How some rural hospitals were used to score huge paydays

Some rural hospitals used for big insurance reimbursements thanks to loophole

GRACEVILLE, Fla. -- As many Americans struggle to pay rising health insurance premiums, a CBS News investigation has uncovered a scheme that could make those premiums go even higher. It raises costs for insurers, who could then pass the increase along to you.

Jorge Perez is CEO of Empower Group, a Miami-based healthcare company that claims to specialize in saving rural hospitals.

"We've gone to these towns and basically some of them we bought out of bankruptcy or they were just days before closing," Perez said.

But one of the hospitals Perez promised to save in the Florida panhandle is now shut down and boarded up. We spoke to attorney Michelle Jordan who represents that hospital, Campbellton-Graceville, which was days away from closing when Perez and his partners swooped in. We asked if she wondered, what was in it for them?

Attorney Michelle Jordan CBS News

"Yes, and how the hell did you find Graceville, Florida?" Jordan responded.

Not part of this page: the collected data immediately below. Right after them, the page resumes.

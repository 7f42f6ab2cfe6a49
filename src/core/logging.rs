//! Structured logging system
//!
//! JSON or text output to stdout or a daily-rolled file, driven by
//! [`LoggingConfig`]. `RUST_LOG` still wins over the configured level.

use crate::core::config::LoggingConfig;
use anyhow::{Context, Result};
use tracing::Level;
use tracing_appender::non_blocking::WorkerGuard;
use tracing_subscriber::{
    fmt::{self, format::FmtSpan},
    layer::SubscriberExt,
    util::SubscriberInitExt,
    EnvFilter, Layer,
};

/// Keeps the background log writer alive; drop it last.
pub struct Logger {
    _guard: WorkerGuard,
}

impl Logger {
    /// Install the global tracing subscriber
    pub fn init(config: &LoggingConfig) -> Result<Self> {
        let level = parse_log_level(&config.level)?;

        let env_filter = EnvFilter::try_from_default_env()
            .unwrap_or_else(|_| EnvFilter::new(level.as_str()));

        let (writer, guard) = match config.output.as_str() {
            "stdout" => tracing_appender::non_blocking(std::io::stdout()),
            "file" => {
                let log_file = config
                    .log_file
                    .as_ref()
                    .context("log_file must be specified when output is 'file'")?;
                let directory = log_file
                    .parent()
                    .context("Log file must have a parent directory")?;
                let filename = log_file
                    .file_name()
                    .context("Log file must have a filename")?;

                std::fs::create_dir_all(directory).context("Failed to create log directory")?;

                tracing_appender::non_blocking(tracing_appender::rolling::daily(directory, filename))
            }
            other => anyhow::bail!("Invalid output configuration: {}", other),
        };

        let fmt_layer = match config.format.as_str() {
            "json" => fmt::layer()
                .json()
                .with_writer(writer)
                .with_span_events(FmtSpan::CLOSE)
                .with_current_span(true)
                .with_target(true)
                .boxed(),
            "text" => fmt::layer()
                .with_writer(writer)
                .with_span_events(FmtSpan::CLOSE)
                .with_target(true)
                .boxed(),
            other => anyhow::bail!("Invalid format configuration: {}", other),
        };

        tracing_subscriber::registry()
            .with(env_filter)
            .with(fmt_layer)
            .try_init()
            .context("Failed to initialize tracing subscriber")?;

        tracing::info!(
            level = %config.level,
            format = %config.format,
            output = %config.output,
            "Logging system initialized"
        );

        Ok(Logger { _guard: guard })
    }
}

fn parse_log_level(level: &str) -> Result<Level> {
    match level.to_lowercase().as_str() {
        "debug" => Ok(Level::DEBUG),
        "info" => Ok(Level::INFO),
        "warn" => Ok(Level::WARN),
        "error" => Ok(Level::ERROR),
        _ => anyhow::bail!("Invalid log level: {}", level),
    }
}
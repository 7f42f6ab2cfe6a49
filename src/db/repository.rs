//! Repository implementations for the data access layer

use crate::auth::store::{CredentialRecord, UserStore};
use crate::core::error::{Result, ShelfError};
use crate::db::manager::DatabaseManager;
use crate::db::models::{Folder, User};
use async_trait::async_trait;
use rusqlite::{ErrorCode, OptionalExtension, Row};
use std::sync::Arc;
use uuid::Uuid;

const USER_COLUMNS: &str = "id, email, password_hash, created_at";

fn user_from_row(row: &Row<'_>) -> rusqlite::Result<User> {
    Ok(User {
        id: row.get(0)?,
        email: row.get(1)?,
        password_hash: row.get(2)?,
        created_at: row.get(3)?,
    })
}

fn is_unique_violation(error: &rusqlite::Error) -> bool {
    matches!(
        error,
        rusqlite::Error::SqliteFailure(e, _) if e.code == ErrorCode::ConstraintViolation
            && e.extended_code == rusqlite::ffi::SQLITE_CONSTRAINT_UNIQUE
    )
}

/// Repository for users
pub struct UserRepository {
    db: Arc<DatabaseManager>,
}

impl UserRepository {
    /// Create a new UserRepository
    pub fn new(db: Arc<DatabaseManager>) -> Self {
        Self { db }
    }

    /// Find a user by email
    pub async fn find_user_by_email(&self, email: &str) -> Result<Option<User>> {
        let email = email.to_string();
        self.db
            .execute(move |conn| {
                Ok(conn
                    .query_row(
                        &format!("SELECT {} FROM users WHERE email = ?", USER_COLUMNS),
                        [&email],
                        user_from_row,
                    )
                    .optional()?)
            })
            .await
    }

    /// Find a user by ID
    pub async fn find_user_by_id(&self, id: &str) -> Result<Option<User>> {
        let id = id.to_string();
        self.db
            .execute(move |conn| {
                Ok(conn
                    .query_row(
                        &format!("SELECT {} FROM users WHERE id = ?", USER_COLUMNS),
                        [&id],
                        user_from_row,
                    )
                    .optional()?)
            })
            .await
    }

    /// Insert a user together with their root folder.
    ///
    /// Both rows land in one transaction; a taken email becomes
    /// [`ShelfError::Conflict`].
    pub async fn create_with_root_folder(&self, email: &str, password_hash: &str) -> Result<User> {
        let email = email.to_string();
        let password_hash = password_hash.to_string();

        self.db
            .transaction(move |tx| {
                let user_id = Uuid::new_v4().to_string();

                tx.execute(
                    "INSERT INTO users (id, email, password_hash) VALUES (?, ?, ?)",
                    rusqlite::params![&user_id, &email, &password_hash],
                )
                .map_err(|e| {
                    if is_unique_violation(&e) {
                        ShelfError::Conflict("Email is already registered".to_string())
                    } else {
                        ShelfError::DatabaseError(e)
                    }
                })?;

                tx.execute(
                    "INSERT INTO folders (id, user_id, parent_id, name) VALUES (?, ?, NULL, ?)",
                    rusqlite::params![Uuid::new_v4().to_string(), &user_id, Folder::ROOT_NAME],
                )?;

                Ok(tx.query_row(
                    &format!("SELECT {} FROM users WHERE id = ?", USER_COLUMNS),
                    [&user_id],
                    user_from_row,
                )?)
            })
            .await
    }

    /// Folders owned by a user
    pub async fn find_folders(&self, user_id: &str) -> Result<Vec<Folder>> {
        let user_id = user_id.to_string();
        self.db
            .execute(move |conn| {
                let mut stmt = conn.prepare(
                    "SELECT id, user_id, parent_id, name, created_at FROM folders \
                     WHERE user_id = ? ORDER BY created_at",
                )?;

                let folders = stmt
                    .query_map([&user_id], |row| {
                        Ok(Folder {
                            id: row.get(0)?,
                            user_id: row.get(1)?,
                            parent_id: row.get(2)?,
                            name: row.get(3)?,
                            created_at: row.get(4)?,
                        })
                    })?
                    .collect::<std::result::Result<Vec<_>, _>>()?;

                Ok(folders)
            })
            .await
    }
}

#[async_trait]
impl UserStore for UserRepository {
    async fn find_by_email(&self, email: &str) -> Result<Option<CredentialRecord>> {
        Ok(self.find_user_by_email(email).await?.map(Into::into))
    }

    async fn find_by_id(&self, id: &str) -> Result<Option<CredentialRecord>> {
        Ok(self.find_user_by_id(id).await?.map(Into::into))
    }

    async fn create(&self, email: &str, password_hash: &str) -> Result<CredentialRecord> {
        let user = self.create_with_root_folder(email, password_hash).await?;
        tracing::debug!(user_id = %user.id, "Created user with root folder");
        Ok(user.into())
    }
}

Perez's associates agreed to pay off the hospital's debt and manage it for a fee of $30,000 a month. Jordan begged the board not to sign, but she says they wanted to keep the hospital open. It did, thanks in part to deals Perez made with drug testing laboratories all over the country.

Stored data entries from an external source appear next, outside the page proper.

//! File and directory naming for backup artifacts.
//!
//! An artifact is identified purely by its archive file name; the sidecar is
//! found by appending [`SIDECAR_SUFFIX`] to it.

use savestash_archive::EXTENSION;
use time::{Duration, OffsetDateTime};

/// Appended to an archive name to get its sidecar's name.
pub const SIDECAR_SUFFIX: &str = ".meta.json";

/// Appended to an archive name while it's still being written. Such files
/// never match [`is_game_archive`].
pub const PARTIAL_SUFFIX: &str = ".partial";

/// Milliseconds since the Unix epoch.
pub fn unix_millis(at: OffsetDateTime) -> i128 {
    at.unix_timestamp_nanos() / 1_000_000
}

/// `<shop>-<objectId>-<unixMillis>.tar`
pub fn game_archive_name(shop: &str, object_id: &str, at: OffsetDateTime) -> String {
    format!("{}{}.{EXTENSION}", game_id_prefix(shop, object_id), unix_millis(at))
}

/// `<prefix>-<unixMillis>.tar`, for emulator save slots.
pub fn rom_saves_archive_name(prefix: &str, at: OffsetDateTime) -> String {
    format!("{prefix}-{}.{EXTENSION}", unix_millis(at))
}

/// Name every archive for this game starts with.
pub fn game_id_prefix(shop: &str, object_id: &str) -> String {
    format!("{shop}-{object_id}-")
}

pub fn sidecar_name(archive_name: &str) -> String {
    format!("{archive_name}{SIDECAR_SUFFIX}")
}

pub fn partial_name(archive_name: &str) -> String {
    format!("{archive_name}{PARTIAL_SUFFIX}")
}

/// Directory under the staging root owned by this game.
pub fn staging_dir_name(shop: &str, object_id: &str) -> String {
    format!("{shop}-{object_id}")
}

/// Whether `name` looks like one of this game's archives.
pub fn is_game_archive(name: &str, id_prefix: &str) -> bool {
    name.starts_with(id_prefix) && name.ends_with(&format!(".{EXTENSION}"))
}

/// Next timestamp to try when a name is already taken.
pub(crate) fn bump(at: OffsetDateTime) -> OffsetDateTime {
    at + Duration::milliseconds(1)
}

#[cfg(test)]
mod tests {
    use super::*;
    use rstest::rstest;

    fn at() -> OffsetDateTime {
        OffsetDateTime::from_unix_timestamp_nanos(1_700_000_000_123_456_789).unwrap()
    }

    #[test]
    fn test_names() {
        assert_eq!(game_archive_name("steam", "1245620", at()), "steam-1245620-1700000000123.tar");
        assert_eq!(rom_saves_archive_name("rom-saves", at()), "rom-saves-1700000000123.tar");
        assert_eq!(sidecar_name("steam-1245620-1700000000123.tar"), "steam-1245620-1700000000123.tar.meta.json");
        assert_eq!(partial_name("steam-1245620-1700000000123.tar"), "steam-1245620-1700000000123.tar.partial");
        assert_eq!(staging_dir_name("steam", "1245620"), "steam-1245620");
    }

    #[test]
    fn test_bump_changes_name() {
        assert_eq!(game_archive_name("steam", "1", bump(at())), "steam-1-1700000000124.tar");
    }

    #[rstest]
    #[case::own("steam-42-1700000000000.tar", true)]
    #[case::sidecar("steam-42-1700000000000.tar.meta.json", false)]
    #[case::other_game("steam-420-1700000000000.tar", false)]
    #[case::other_shop("gog-42-1700000000000.tar", false)]
    #[case::partial("steam-42-1700000000000.tar.partial", false)]
    fn test_is_game_archive(#[case] name: &str, #[case] expected: bool) {
        assert_eq!(is_game_archive(name, &game_id_prefix("steam", "42")), expected);
    }
}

To keep rural hospitals in business, insurance companies reimburse them for tests at much higher rates. A lab in Dallas might get $200 for a urine screen. The same test billed through a rural hospital could be more than $1,000. That explains why Perez struck deals with dozens of labs around the country to pass their testing through Campbellton-Graceville, and their billing along with it.

"I can tell you what was actually funneled through the facility, and that was over $120 million in about 14 months," Jordan said. "It sounds too good to be true."

The board finally came to the same conclusion and stopped the lab program. But that created new problems. On one side, dozens of labs claimed the hospital owed them millions. On the other, the insurance companies said they'd been over-billed by millions. After more than half a century, the hospital closed its doors.

Rural hospitals can get higher insurance reimbursements CBS News

"I could have saved it if I would have been left but I wasn't. That wasn't my hospital, it wasn't my contract. I didn't own it," said Perez. "I just went in there to do the billing and to provide technology."

Perez minimized his role at Campbellton-Graceville to us. So we showed him some of the lab contracts he signed.

"This is all forged," he said. "By the way, this isn't even my signature. I'd love to get a copy of all this."

But when we asked who forged the documents, he said he had no idea.

According to bankruptcy filings, the hospital is trying to recover more than $3 million it claims Perez obtained fraudulently, and the hospital closure has left a community without emergency healthcare. Jordan says that means if someone needs care, they would have to drive 20 or 30 miles away.